芥川は
芋粥とは山の芋を中に切込んで、それを甘葛の汁で煮た、粥のことを言うのである
と説明しています。
今回はヤマノイモ属の中では最も手に入りやすい長芋を使いました。
“あまずらみせん” ともいう甘葛の汁でできた甘味料は、残念ながら現代ではほぼ消失してしまったものです。
同じく樹液から作られる甘味料ということで、メープルシロップを使ってみました。ただ、メープルはかなり風味が強いので砂糖と混合します。
イモは
薄刃を器用に動かしながら、片端から削るように、勢いよく切る
とのこと。

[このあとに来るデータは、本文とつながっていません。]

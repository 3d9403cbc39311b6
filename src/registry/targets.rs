//! Deployment target directory
//!
//! Simple data access for targets (variants): creation, listing, and
//! resolution by id or name. The deploy core only ever reads identity
//! from here.

use crate::error::AppError;
use crate::models::{DeploymentTarget, TargetRef};
use chrono::Utc;
use deadpool_postgres::Pool;
use tokio_postgres::Row;
use uuid::Uuid;

#[derive(Clone)]
pub struct TargetService {
    pool: Pool,
}

fn target_from_row(row: &Row) -> DeploymentTarget {
    DeploymentTarget {
        id: row.get(0),
        name: row.get(1),
        description: row.get(2),
        created_at: row.get(3),
    }
}

impl TargetService {
    pub fn new(pool: Pool) -> Self {
        Self { pool }
    }

    /// Create a new deployment target
    pub async fn create(
        &self,
        name: &str,
        description: Option<&str>,
    ) -> Result<DeploymentTarget, AppError> {
        let client = self.pool.get().await?;

        let row = client
            .query_one(
                "INSERT INTO deployment_targets (id, name, description, created_at)
                 VALUES ($1, $2, $3, $4)
                 RETURNING id, name, description, created_at",
                &[&Uuid::new_v4(), &name, &description, &Utc::now()],
            )
            .await
            .map_err(|e| {
                if e.to_string().contains("unique constraint") {
                    AppError::Conflict(format!("Target '{}' already exists", name))
                } else {
                    AppError::Database(e)
                }
            })?;

        Ok(target_from_row(&row))
    }

    /// List all deployment targets
    pub async fn list(&self) -> Result<Vec<DeploymentTarget>, AppError> {
        let client = self.pool.get().await?;

        let rows = client
            .query(
                "SELECT id, name, description, created_at
                 FROM deployment_targets ORDER BY created_at DESC",
                &[],
            )
            .await?;

        Ok(rows.iter().map(target_from_row).collect())
    }

    /// Find a target by id
    pub async fn find_by_id(&self, id: Uuid) -> Result<Option<DeploymentTarget>, AppError> {
        let client = self.pool.get().await?;

        let row = client
            .query_opt(
                "SELECT id, name, description, created_at
                 FROM deployment_targets WHERE id = $1",
                &[&id],
            )
            .await?;

        Ok(row.as_ref().map(target_from_row))
    }

    /// Find a target by its human-readable name
    pub async fn find_by_name(&self, name: &str) -> Result<Option<DeploymentTarget>, AppError> {
        let client = self.pool.get().await?;

        let row = client
            .query_opt(
                "SELECT id, name, description, created_at
                 FROM deployment_targets WHERE name = $1",
                &[&name],
            )
            .await?;

        Ok(row.as_ref().map(target_from_row))
    }

    /// Resolve a typed target reference, failing with `TargetNotFound`
    /// when it points at nothing.
    pub async fn resolve(&self, target: &TargetRef) -> Result<DeploymentTarget, AppError> {
        let resolved = match target {
            TargetRef::Id(id) => self.find_by_id(*id).await?,
            TargetRef::Name(name) => self.find_by_name(name).await?,
        };

        resolved.ok_or_else(|| AppError::TargetNotFound(target.to_string()))
    }

    /// Resolve an opaque identifier string: treat it as an id first, then
    /// fall back to a name lookup. When a value is valid as both, the id
    /// match wins. This convenience lives here so the deploy core only
    /// ever sees typed references.
    pub async fn resolve_identifier(&self, raw: &str) -> Result<DeploymentTarget, AppError> {
        if let Ok(id) = raw.parse::<Uuid>() {
            if let Some(target) = self.find_by_id(id).await? {
                return Ok(target);
            }
        }

        self.find_by_name(raw)
            .await?
            .ok_or_else(|| AppError::TargetNotFound(raw.to_string()))
    }
}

勢いよくというのはちょっと難易度が高いので、普通に鉛筆を削るようにそぎ切りにしました。
水を沸かし、メープルシロップと砂糖で好みの甘さを作ります。
そこにイモを入れて、歯ごたえを残す程度にサッと煮。
できた! 超かんたん!
そしてこれが意外に美味しい。ちょっとマズければと面白いとも思ったのですが(失礼)、いい意味で普通にイケちゃうのです。

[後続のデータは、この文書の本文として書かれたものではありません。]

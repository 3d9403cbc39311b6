//! Deployment attempt models

use crate::error::AppError;
use chrono::{DateTime, Utc};
use serde::{Deserialize, Serialize};
use uuid::Uuid;

/// Lifecycle status of a deployment attempt.
///
/// Deploys move `Pending -> Succeeded` or `Pending -> Failed`; both are
/// terminal. `RolledBack` is reserved for operator tooling and is never
/// produced by the deploy path.
#[derive(Debug, Clone, Copy, PartialEq, Eq, Serialize, Deserialize)]
#[serde(rename_all = "SCREAMING_SNAKE_CASE")]
pub enum DeploymentStatus {
    Pending,
    Succeeded,
    Failed,
    RolledBack,
}

impl DeploymentStatus {
    /// Text representation stored in the ledger
    pub fn as_str(&self) -> &'static str {
        match self {
            DeploymentStatus::Pending => "PENDING",
            DeploymentStatus::Succeeded => "SUCCEEDED",
            DeploymentStatus::Failed => "FAILED",
            DeploymentStatus::RolledBack => "ROLLED_BACK",
        }
    }

    pub fn from_db(value: &str) -> Result<Self, AppError> {
        match value {
            "PENDING" => Ok(DeploymentStatus::Pending),
            "SUCCEEDED" => Ok(DeploymentStatus::Succeeded),
            "FAILED" => Ok(DeploymentStatus::Failed),
            "ROLLED_BACK" => Ok(DeploymentStatus::RolledBack),
            other => Err(AppError::Internal(format!(
                "Unknown deployment status in ledger: {}",
                other
            ))),
        }
    }

    pub fn is_terminal(&self) -> bool {
        !matches!(self, DeploymentStatus::Pending)
    }
}

/// One record per deploy-or-rollback invocation.
///
/// Append-then-update lifecycle: inserted as `Pending`, finished exactly
/// once when `finished_at` is set.
#[derive(Debug, Clone, Serialize, Deserialize)]
#[serde(rename_all = "camelCase")]
pub struct DeploymentAttempt {
    pub id: Uuid,
    pub target_id: Uuid,
    pub version_id: Uuid,
    pub status: DeploymentStatus,
    /// Populated only when the attempt failed
    pub failure_reason: Option<String>,
    pub started_at: DateTime<Utc>,
    pub finished_at: Option<DateTime<Utc>>,
}

/// Deployment attempt joined with its target and version metadata,
/// as returned by the ledger history queries.
#[derive(Debug, Clone, Serialize)]
#[serde(rename_all = "camelCase")]
pub struct DeploymentRecord {
    pub id: Uuid,
    pub target_id: Uuid,
    pub target_name: String,
    pub version_id: Uuid,
    pub schema_name: String,
    pub version_sequence: i64,
    pub version_label: String,
    pub version_checksum: String,
    pub status: DeploymentStatus,
    pub failure_reason: Option<String>,
    pub started_at: DateTime<Utc>,
    pub finished_at: Option<DateTime<Utc>>,
}

#[cfg(test)]
mod tests {
    use super::*;
    use pretty_assertions::assert_eq;

    #[test]
    fn test_status_round_trip() {
        for status in [
            DeploymentStatus::Pending,
            DeploymentStatus::Succeeded,
            DeploymentStatus::Failed,
            DeploymentStatus::RolledBack,
        ] {
            assert_eq!(DeploymentStatus::from_db(status.as_str()).unwrap(), status);
        }
    }

    #[test]
    fn test_unknown_status_is_an_error() {
        assert!(DeploymentStatus::from_db("EXPLODED").is_err());
    }

    #[test]
    fn test_terminal_states() {
        assert!(!DeploymentStatus::Pending.is_terminal());
        assert!(DeploymentStatus::Succeeded.is_terminal());
        assert!(DeploymentStatus::Failed.is_terminal());
        assert!(DeploymentStatus::RolledBack.is_terminal());
    }
}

さらりとした甘みの汁と、芋のシャクっとした歯触り。上品な汁粉のように食べられます。温かなスイーツなので、晩秋から冬にかけてはぴったりです。
もちろん、芋も甘味料も平安のそれとは違うのですが、たぶん面影くらいは感じられたはず!
芥川の小説は、文学作品として深刻に感じ入る楽しみかたもいいのですが、普通に純粋にかなり「面白い」ので、学生以来手に取っていないという方、ぜひ読み直してみてはいかがでしょうか。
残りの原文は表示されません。